Over the past five years, its stock has declined nearly 8%, while rivals such as Shell and TotalEnergies (LON:TTEF) have gained about 30%.
Investors have grown increasingly frustrated with BP’s strategic direction, particularly as it pivots toward renewable energy and away from traditional fossil fuels.
Last month, BP issued a trading update warning of higher corporate costs, lower refining margins, and one-off charges linked to its bio-ethanol acquisition.
The company is also looking to sell its German refinery assets and recently announced plans to cut 4,700 jobs as part of a broader effort to achieve $2 billion in cash savings by 2026.
Elliott is expected to advocate for what it calls “transformative measures” to unlock shareholder value, according to sources familiar with the matter, Bloomberg reported.
The hedge fund has a long history of pushing for significant corporate changes, including strategy shifts, executive departures, and even company breakups.

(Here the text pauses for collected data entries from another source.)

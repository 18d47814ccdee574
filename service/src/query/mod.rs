//! [`Query`] definition.

pub mod property;

use common::operations::{By, Select};
use tracerr::Traced;

use crate::{
    infra::{database, Database},
    Service,
};

/// [`Query`] of the [`Service`].
pub use common::Handler as Query;

/// [`Query`] [`Select`]ing a `T`ype from a [`Database`].
#[derive(Clone, Copy, Debug)]
#[expect(clippy::module_name_repetitions, reason = "more readable")]
pub struct DatabaseQuery<T>(T);

impl<W, B> DatabaseQuery<By<W, B>> {
    /// Creates a new [`DatabaseQuery`] selecting a `W` by the provided `B`.
    #[must_use]
    pub fn by(by: B) -> Self {
        Self(By::new(by))
    }
}

impl<Db, W, B> Query<DatabaseQuery<By<W, B>>> for Service<Db>
where
    Db: Database<Select<By<W, B>>, Ok = W, Err = Traced<database::Error>>,
{
    type Ok = W;
    type Err = Traced<database::Error>;

    async fn execute(
        &self,
        DatabaseQuery(by): DatabaseQuery<By<W, B>>,
    ) -> Result<Self::Ok, Self::Err> {
        self.database()
            .execute(Select(by))
            .await
            .map_err(tracerr::wrap!())
    }
}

A critical moment for BP’s leadership
BP’s leadership has faced a series of challenges over the years, from the Deepwater Horizon disaster in 2010 to the sudden departure of former CEO Bernard Looney last year over personal conduct issues.
The company’s latest struggles have raised questions about whether its current management can deliver the returns investors expect.
Auchincloss is under increasing pressure to prove that BP’s current strategy can deliver sustainable growth.
The upcoming investor day on February 26 will be a key moment for the CEO to outline how he plans to address concerns about BP’s direction and underperformance.